WORK INSTRUCTIONS> In the listing below, locate the line containing "fn generate_witness_message(&self) ->" and the line containing "A linkable transaction". Output both of them and every line between, exactly as written, and nothing more.

◆ ◆ ◆ ◆

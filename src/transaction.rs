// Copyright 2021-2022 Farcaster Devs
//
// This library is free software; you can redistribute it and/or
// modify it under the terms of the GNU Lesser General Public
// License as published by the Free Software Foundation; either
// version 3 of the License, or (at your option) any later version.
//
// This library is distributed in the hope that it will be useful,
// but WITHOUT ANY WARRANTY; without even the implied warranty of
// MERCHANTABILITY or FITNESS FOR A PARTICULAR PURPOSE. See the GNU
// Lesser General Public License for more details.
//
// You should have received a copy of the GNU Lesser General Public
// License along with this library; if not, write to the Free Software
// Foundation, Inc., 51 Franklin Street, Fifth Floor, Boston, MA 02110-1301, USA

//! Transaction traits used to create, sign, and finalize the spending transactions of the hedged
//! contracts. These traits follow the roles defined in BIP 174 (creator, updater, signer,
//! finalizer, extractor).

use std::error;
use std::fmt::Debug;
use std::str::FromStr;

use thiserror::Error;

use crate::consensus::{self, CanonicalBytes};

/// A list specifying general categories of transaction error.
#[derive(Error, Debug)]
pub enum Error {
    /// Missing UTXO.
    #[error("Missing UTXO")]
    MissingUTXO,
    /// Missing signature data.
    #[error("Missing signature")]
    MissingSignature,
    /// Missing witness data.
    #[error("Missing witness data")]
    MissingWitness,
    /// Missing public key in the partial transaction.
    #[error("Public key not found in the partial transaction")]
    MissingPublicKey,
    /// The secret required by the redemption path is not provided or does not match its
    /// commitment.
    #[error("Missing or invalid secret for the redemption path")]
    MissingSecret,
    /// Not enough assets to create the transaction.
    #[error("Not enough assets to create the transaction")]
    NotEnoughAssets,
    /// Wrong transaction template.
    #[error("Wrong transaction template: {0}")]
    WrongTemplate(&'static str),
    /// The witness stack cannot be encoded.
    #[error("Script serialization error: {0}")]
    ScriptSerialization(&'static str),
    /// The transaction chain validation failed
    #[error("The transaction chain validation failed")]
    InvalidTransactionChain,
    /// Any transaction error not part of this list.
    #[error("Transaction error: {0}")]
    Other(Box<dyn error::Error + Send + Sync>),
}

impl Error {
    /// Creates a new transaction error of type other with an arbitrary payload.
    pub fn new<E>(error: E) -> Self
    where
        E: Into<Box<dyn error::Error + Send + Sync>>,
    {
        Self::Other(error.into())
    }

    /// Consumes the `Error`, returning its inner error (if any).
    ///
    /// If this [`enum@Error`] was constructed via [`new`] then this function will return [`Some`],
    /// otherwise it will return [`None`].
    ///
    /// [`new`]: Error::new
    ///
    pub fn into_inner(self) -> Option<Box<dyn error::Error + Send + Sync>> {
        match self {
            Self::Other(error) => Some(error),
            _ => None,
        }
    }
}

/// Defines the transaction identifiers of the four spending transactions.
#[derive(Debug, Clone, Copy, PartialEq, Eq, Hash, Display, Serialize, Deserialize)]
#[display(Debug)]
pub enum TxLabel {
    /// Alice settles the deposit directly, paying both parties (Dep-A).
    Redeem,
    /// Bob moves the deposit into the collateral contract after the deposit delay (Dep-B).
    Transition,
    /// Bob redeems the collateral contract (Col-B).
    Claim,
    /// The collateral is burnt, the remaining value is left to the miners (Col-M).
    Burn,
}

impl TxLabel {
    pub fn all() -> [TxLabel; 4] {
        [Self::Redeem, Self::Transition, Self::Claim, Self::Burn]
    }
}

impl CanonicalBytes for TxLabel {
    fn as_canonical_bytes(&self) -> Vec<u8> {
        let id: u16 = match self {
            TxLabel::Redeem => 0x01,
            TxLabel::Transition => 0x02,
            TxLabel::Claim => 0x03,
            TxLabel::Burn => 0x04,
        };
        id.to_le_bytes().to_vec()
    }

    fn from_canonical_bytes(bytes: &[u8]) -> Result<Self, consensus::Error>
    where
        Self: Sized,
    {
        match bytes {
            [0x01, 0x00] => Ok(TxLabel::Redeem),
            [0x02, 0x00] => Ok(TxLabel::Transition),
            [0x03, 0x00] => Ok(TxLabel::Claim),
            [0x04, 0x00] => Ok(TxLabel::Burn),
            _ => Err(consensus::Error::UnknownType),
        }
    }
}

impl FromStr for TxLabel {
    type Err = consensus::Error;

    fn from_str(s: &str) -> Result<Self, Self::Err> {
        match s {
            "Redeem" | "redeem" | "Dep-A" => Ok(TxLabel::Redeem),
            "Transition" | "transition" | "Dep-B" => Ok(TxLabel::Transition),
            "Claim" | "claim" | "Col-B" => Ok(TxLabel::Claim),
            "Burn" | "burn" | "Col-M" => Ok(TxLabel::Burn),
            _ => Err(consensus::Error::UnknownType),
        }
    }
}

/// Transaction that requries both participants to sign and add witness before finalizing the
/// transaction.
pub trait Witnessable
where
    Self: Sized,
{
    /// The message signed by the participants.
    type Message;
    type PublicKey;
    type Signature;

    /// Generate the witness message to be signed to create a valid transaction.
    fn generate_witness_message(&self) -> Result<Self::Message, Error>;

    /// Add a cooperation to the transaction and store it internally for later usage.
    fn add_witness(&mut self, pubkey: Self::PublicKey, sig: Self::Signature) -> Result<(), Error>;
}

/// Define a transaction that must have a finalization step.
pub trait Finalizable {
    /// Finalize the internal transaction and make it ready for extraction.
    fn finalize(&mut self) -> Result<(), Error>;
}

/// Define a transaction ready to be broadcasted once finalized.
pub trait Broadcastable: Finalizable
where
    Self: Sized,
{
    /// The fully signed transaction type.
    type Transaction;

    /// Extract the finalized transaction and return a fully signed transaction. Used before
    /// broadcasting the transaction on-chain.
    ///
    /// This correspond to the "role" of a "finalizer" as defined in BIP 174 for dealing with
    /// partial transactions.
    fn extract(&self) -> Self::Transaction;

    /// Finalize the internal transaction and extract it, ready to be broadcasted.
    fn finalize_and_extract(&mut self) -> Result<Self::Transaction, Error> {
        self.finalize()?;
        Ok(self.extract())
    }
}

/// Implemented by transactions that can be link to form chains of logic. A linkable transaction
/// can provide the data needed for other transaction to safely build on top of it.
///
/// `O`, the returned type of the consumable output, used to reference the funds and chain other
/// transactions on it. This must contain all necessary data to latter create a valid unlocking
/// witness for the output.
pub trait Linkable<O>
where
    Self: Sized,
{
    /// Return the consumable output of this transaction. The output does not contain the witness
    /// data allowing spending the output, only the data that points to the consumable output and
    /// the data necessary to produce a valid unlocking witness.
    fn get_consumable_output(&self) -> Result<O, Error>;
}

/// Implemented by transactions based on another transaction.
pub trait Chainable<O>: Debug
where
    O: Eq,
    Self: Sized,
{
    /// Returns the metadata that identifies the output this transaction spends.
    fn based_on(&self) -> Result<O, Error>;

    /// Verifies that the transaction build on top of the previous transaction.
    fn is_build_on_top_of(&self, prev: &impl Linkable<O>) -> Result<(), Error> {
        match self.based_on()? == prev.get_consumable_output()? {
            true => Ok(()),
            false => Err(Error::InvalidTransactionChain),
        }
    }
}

◆ ◆ ◆ ◆

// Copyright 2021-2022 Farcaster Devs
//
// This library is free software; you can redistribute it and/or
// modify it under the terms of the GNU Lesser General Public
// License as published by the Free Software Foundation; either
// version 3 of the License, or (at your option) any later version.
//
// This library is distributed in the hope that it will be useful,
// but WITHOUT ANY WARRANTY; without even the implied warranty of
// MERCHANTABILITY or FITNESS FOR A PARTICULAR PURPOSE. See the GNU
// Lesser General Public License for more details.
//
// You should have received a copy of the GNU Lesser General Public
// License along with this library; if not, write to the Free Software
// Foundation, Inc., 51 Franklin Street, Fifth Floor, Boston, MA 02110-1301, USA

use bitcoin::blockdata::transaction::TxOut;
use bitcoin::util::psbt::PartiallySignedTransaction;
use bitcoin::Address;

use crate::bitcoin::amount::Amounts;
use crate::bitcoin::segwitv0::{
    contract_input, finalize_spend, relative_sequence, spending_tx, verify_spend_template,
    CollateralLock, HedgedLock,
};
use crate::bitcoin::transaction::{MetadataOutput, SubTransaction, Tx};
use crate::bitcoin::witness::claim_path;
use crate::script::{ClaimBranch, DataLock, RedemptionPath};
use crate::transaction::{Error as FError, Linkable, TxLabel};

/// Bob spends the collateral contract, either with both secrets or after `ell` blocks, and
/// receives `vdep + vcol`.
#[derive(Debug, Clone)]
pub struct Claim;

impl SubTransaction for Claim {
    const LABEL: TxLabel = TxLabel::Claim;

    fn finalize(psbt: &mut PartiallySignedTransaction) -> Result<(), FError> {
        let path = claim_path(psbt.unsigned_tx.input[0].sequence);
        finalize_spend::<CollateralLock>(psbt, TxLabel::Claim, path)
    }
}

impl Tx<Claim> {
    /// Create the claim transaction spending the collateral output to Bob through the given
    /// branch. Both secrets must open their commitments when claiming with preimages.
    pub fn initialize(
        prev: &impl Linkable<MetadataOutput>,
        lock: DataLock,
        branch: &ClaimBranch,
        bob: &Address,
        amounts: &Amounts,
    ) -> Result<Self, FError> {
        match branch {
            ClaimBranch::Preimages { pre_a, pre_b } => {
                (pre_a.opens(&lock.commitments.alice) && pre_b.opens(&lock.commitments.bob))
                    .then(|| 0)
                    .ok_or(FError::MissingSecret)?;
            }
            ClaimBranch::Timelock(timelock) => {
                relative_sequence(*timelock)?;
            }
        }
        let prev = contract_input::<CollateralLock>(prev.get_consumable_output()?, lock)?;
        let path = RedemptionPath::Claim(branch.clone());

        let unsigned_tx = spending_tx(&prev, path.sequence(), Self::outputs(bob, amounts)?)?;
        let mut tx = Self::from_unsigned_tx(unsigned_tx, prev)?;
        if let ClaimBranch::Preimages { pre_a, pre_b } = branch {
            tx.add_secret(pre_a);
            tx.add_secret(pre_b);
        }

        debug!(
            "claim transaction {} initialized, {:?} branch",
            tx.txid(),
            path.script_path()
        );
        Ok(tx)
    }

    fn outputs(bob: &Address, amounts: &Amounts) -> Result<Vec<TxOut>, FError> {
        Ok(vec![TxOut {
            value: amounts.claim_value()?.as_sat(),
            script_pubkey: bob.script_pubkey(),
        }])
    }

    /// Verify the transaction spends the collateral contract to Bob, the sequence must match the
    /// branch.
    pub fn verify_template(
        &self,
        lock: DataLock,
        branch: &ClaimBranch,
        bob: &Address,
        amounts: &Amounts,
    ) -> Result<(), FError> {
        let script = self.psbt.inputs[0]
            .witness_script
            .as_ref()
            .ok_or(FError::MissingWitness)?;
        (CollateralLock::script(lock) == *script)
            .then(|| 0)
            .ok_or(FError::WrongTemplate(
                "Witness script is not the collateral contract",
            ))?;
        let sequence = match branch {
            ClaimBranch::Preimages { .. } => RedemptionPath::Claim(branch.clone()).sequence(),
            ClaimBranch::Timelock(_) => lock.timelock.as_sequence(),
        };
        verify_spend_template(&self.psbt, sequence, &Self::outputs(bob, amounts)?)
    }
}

◆ ◆ ◆ ◆

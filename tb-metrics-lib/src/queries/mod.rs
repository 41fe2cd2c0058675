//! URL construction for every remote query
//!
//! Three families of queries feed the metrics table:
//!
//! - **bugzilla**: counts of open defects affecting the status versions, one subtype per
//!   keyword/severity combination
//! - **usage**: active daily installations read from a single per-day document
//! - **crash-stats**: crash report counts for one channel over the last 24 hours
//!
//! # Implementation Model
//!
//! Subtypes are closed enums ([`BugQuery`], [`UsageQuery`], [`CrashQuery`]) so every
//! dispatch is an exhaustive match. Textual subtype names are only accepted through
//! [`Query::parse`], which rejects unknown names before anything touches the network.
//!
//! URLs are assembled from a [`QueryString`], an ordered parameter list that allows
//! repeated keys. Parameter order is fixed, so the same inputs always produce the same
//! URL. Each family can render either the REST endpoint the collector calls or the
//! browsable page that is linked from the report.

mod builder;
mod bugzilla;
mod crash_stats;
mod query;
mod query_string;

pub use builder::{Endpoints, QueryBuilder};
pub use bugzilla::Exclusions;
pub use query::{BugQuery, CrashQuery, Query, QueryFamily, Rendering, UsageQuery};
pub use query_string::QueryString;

◆ ◆ ◆ ◆

FINAL ANSWER>
    fn generate_witness_message(&self) -> Result<Self::Message, Error>;

    /// Add a cooperation to the transaction and store it internally for later usage.
    fn add_witness(&mut self, pubkey: Self::PublicKey, sig: Self::Signature) -> Result<(), Error>;
}

/// Define a transaction that must have a finalization step.
pub trait Finalizable {
    /// Finalize the internal transaction and make it ready for extraction.
    fn finalize(&mut self) -> Result<(), Error>;
}

/// Define a transaction ready to be broadcasted once finalized.
pub trait Broadcastable: Finalizable
where
    Self: Sized,
{
    /// The fully signed transaction type.
    type Transaction;

    /// Extract the finalized transaction and return a fully signed transaction. Used before
    /// broadcasting the transaction on-chain.
    ///
    /// This correspond to the "role" of a "finalizer" as defined in BIP 174 for dealing with
    /// partial transactions.
    fn extract(&self) -> Self::Transaction;

    /// Finalize the internal transaction and extract it, ready to be broadcasted.
    fn finalize_and_extract(&mut self) -> Result<Self::Transaction, Error> {
        self.finalize()?;
        Ok(self.extract())
    }
}

/// Implemented by transactions that can be link to form chains of logic. A linkable transaction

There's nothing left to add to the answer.